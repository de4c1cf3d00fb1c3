use shelf_job_system::Error;

use std::{fmt, sync::Arc};

use async_channel as chan;
use tokio::spawn;
use tracing::{debug, error, trace, warn};

use super::{endpoint::Endpoint, signal::Signal};

#[derive(Debug, Clone, Copy, PartialEq, Eq)]
pub enum SessionState {
	Created,
	AwaitingStart,
	Running,
	Finished,
	Cancelled,
	Errored,
}

impl SessionState {
	#[must_use]
	pub const fn is_terminal(self) -> bool {
		matches!(self, Self::Finished | Self::Cancelled | Self::Errored)
	}

	const fn can_move_to(self, next: Self) -> bool {
		match (self, next) {
			(Self::Created, Self::AwaitingStart) | (Self::AwaitingStart, Self::Running) => true,
			(from, to) => !from.is_terminal() && to.is_terminal(),
		}
	}
}

impl fmt::Display for SessionState {
	fn fmt(&self, f: &mut fmt::Formatter<'_>) -> fmt::Result {
		let s = match self {
			Self::Created => "created",
			Self::AwaitingStart => "awaiting start",
			Self::Running => "running",
			Self::Finished => "finished",
			Self::Cancelled => "cancelled",
			Self::Errored => "errored",
		};

		f.write_str(s)
	}
}

/// One outstanding remote transaction, owned by the wait that opened it.
///
/// The signal subscription is taken when the session is opened and torn down when it is
/// dropped, whatever state it ended up in.
pub(crate) struct TransactionSession {
	address: String,
	endpoint: Arc<dyn Endpoint>,
	signals_rx: chan::Receiver<Signal>,
	state: SessionState,
	started: bool,
	/// Why the session ended in [`SessionState::Errored`], remote or local.
	error: Option<Error>,
	cancel_requested: bool,
}

impl TransactionSession {
	pub(crate) fn open(address: impl Into<String>, endpoint: Arc<dyn Endpoint>) -> Self {
		let signals_rx = endpoint.subscribe();

		Self {
			address: address.into(),
			endpoint,
			signals_rx,
			state: SessionState::Created,
			started: false,
			error: None,
			cancel_requested: false,
		}
	}

	pub(crate) const fn state(&self) -> SessionState {
		self.state
	}

	/// The remote confirmed the transaction is running, it stays so once the session ended.
	pub(crate) const fn is_started(&self) -> bool {
		self.started
	}

	pub(crate) fn endpoint(&self) -> Arc<dyn Endpoint> {
		Arc::clone(&self.endpoint)
	}

	pub(crate) fn signals(&self) -> chan::Receiver<Signal> {
		self.signals_rx.clone()
	}

	pub(crate) const fn error(&self) -> Option<&Error> {
		self.error.as_ref()
	}

	/// Moves to `next`, returns `false` without changing anything if that isn't a legal move.
	pub(crate) fn transition(&mut self, next: SessionState) -> bool {
		if !self.state.can_move_to(next) {
			fault(&self.address, self.state, next);
			return false;
		}

		trace!(address = %self.address, from = %self.state, to = %next, "Session transition");
		self.state = next;
		self.started |= next == SessionState::Running;

		true
	}

	/// Fires a cancel request at the remote without waiting for it, only the first call does
	/// anything.
	pub(crate) fn forward_cancel(&mut self) {
		if self.cancel_requested {
			return;
		}
		self.cancel_requested = true;

		debug!(address = %self.address, "Forwarding cancellation to remote transaction");

		let endpoint = self.endpoint();
		let address = self.address.clone();
		spawn(async move {
			if let Err(e) = endpoint.cancel().await {
				warn!(%address, ?e, "Remote transaction refused to cancel");
			}
		});
	}

	pub(crate) const fn cancel_requested(&self) -> bool {
		self.cancel_requested
	}

	/// Moves to the terminal state matching `res` and hands it back.
	pub(crate) fn resolve(&mut self, res: Result<(), Error>) -> Result<(), Error> {
		let next = match &res {
			Ok(()) => SessionState::Finished,
			Err(Error::Cancelled) => SessionState::Cancelled,
			Err(e) => {
				self.error = Some(e.clone());
				SessionState::Errored
			}
		};

		self.transition(next);

		res
	}
}

impl Drop for TransactionSession {
	fn drop(&mut self) {
		self.signals_rx.close();

		if !self.state.is_terminal() {
			warn!(
				address = %self.address,
				state = %self.state,
				"Transaction session dropped before reaching a final state"
			);
		}
	}
}

#[track_caller]
fn fault(address: &str, from: SessionState, to: SessionState) {
	error!(
		%address,
		%from,
		%to,
		"Illegal transaction session transition; ignoring"
	);

	if cfg!(debug_assertions) {
		panic!("illegal transaction session transition from {from} to {to}");
	}
}

#[cfg(test)]
mod tests {
	use super::*;

	use async_trait::async_trait;

	struct Silent(chan::Sender<Signal>, chan::Receiver<Signal>);

	impl Silent {
		fn new() -> Arc<Self> {
			let (tx, rx) = chan::unbounded();
			Arc::new(Self(tx, rx))
		}
	}

	#[async_trait]
	impl Endpoint for Silent {
		fn subscribe(&self) -> chan::Receiver<Signal> {
			self.1.clone()
		}

		async fn start(&self) -> Result<bool, Error> {
			Ok(true)
		}

		async fn cancel(&self) -> Result<(), Error> {
			Ok(())
		}
	}

	#[test]
	fn happy_path_transitions() {
		let mut session = TransactionSession::open("/tx/1", Silent::new());
		assert_eq!(session.state(), SessionState::Created);
		assert!(!session.is_started());

		assert!(session.transition(SessionState::AwaitingStart));
		assert!(!session.is_started());
		assert!(session.transition(SessionState::Running));
		assert!(session.is_started());

		assert_eq!(session.resolve(Ok(())), Ok(()));
		assert_eq!(session.state(), SessionState::Finished);
	}

	#[test]
	fn any_live_state_may_end() {
		for live in [SessionState::Created, SessionState::AwaitingStart, SessionState::Running] {
			for terminal in [
				SessionState::Finished,
				SessionState::Cancelled,
				SessionState::Errored,
			] {
				assert!(live.can_move_to(terminal), "{live} -> {terminal}");
			}
		}

		assert!(!SessionState::Created.can_move_to(SessionState::Running));
		assert!(!SessionState::Running.can_move_to(SessionState::AwaitingStart));
	}

	#[test]
	fn errors_are_kept_on_the_session() {
		let mut session = TransactionSession::open("/tx/2", Silent::new());

		assert_eq!(
			session.resolve(Err(Error::backend("rollback"))),
			Err(Error::backend("rollback"))
		);
		assert_eq!(session.state(), SessionState::Errored);
		assert_eq!(session.error(), Some(&Error::backend("rollback")));
	}

	#[test]
	fn local_failures_are_kept_too() {
		let mut session = TransactionSession::open("/tx/5", Silent::new());
		assert!(session.transition(SessionState::AwaitingStart));

		let violation =
			Error::ProtocolViolation("signal stream closed before `Finished`".to_string());
		assert_eq!(session.resolve(Err(violation.clone())), Err(violation.clone()));

		assert_eq!(session.state(), SessionState::Errored);
		assert_eq!(session.error(), Some(&violation));
	}

	#[test]
	fn cancellation_is_not_an_error() {
		let mut session = TransactionSession::open("/tx/6", Silent::new());

		assert_eq!(session.resolve(Err(Error::Cancelled)), Err(Error::Cancelled));
		assert_eq!(session.state(), SessionState::Cancelled);
		assert!(session.error().is_none());
	}

	#[test]
	fn dropping_the_session_tears_down_the_subscription() {
		let endpoint = Silent::new();

		let session = TransactionSession::open("/tx/3", Arc::clone(&endpoint) as Arc<dyn Endpoint>);
		drop(session);

		assert!(endpoint.0.is_closed());
	}

	#[test]
	#[cfg(debug_assertions)]
	#[should_panic(expected = "illegal transaction session transition from finished to cancelled")]
	fn terminal_states_are_final() {
		let mut session = TransactionSession::open("/tx/4", Silent::new());
		let _ = session.resolve(Ok(()));

		session.transition(SessionState::Cancelled);
	}

	#[test]
	#[cfg(not(debug_assertions))]
	fn terminal_states_are_final() {
		let mut session = TransactionSession::open("/tx/4", Silent::new());
		let _ = session.resolve(Ok(()));

		assert!(!session.transition(SessionState::Cancelled));
		assert_eq!(session.state(), SessionState::Finished);
	}
}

======

> _WORK INSTRUCTIONS_
Would you copy out each line of the records above where the word "TransactionSession" occurs?

> _ANSWER SECTION_
pub(crate) struct TransactionSession {
impl TransactionSession {
impl Drop for TransactionSession {
		let mut session = TransactionSession::open("/tx/1", Silent::new());
		let mut session = TransactionSession::open("/tx/2", Silent::new());
		let mut session = TransactionSession::open("/tx/5", Silent::new());
		let mut session = TransactionSession::open("/tx/6", Silent::new());
		let session = TransactionSession::open("/tx/3", Arc::clone(&endpoint) as Arc<dyn Endpoint>);
		let mut session = TransactionSession::open("/tx/4", Silent::new());
		let mut session = TransactionSession::open("/tx/4", Silent::new());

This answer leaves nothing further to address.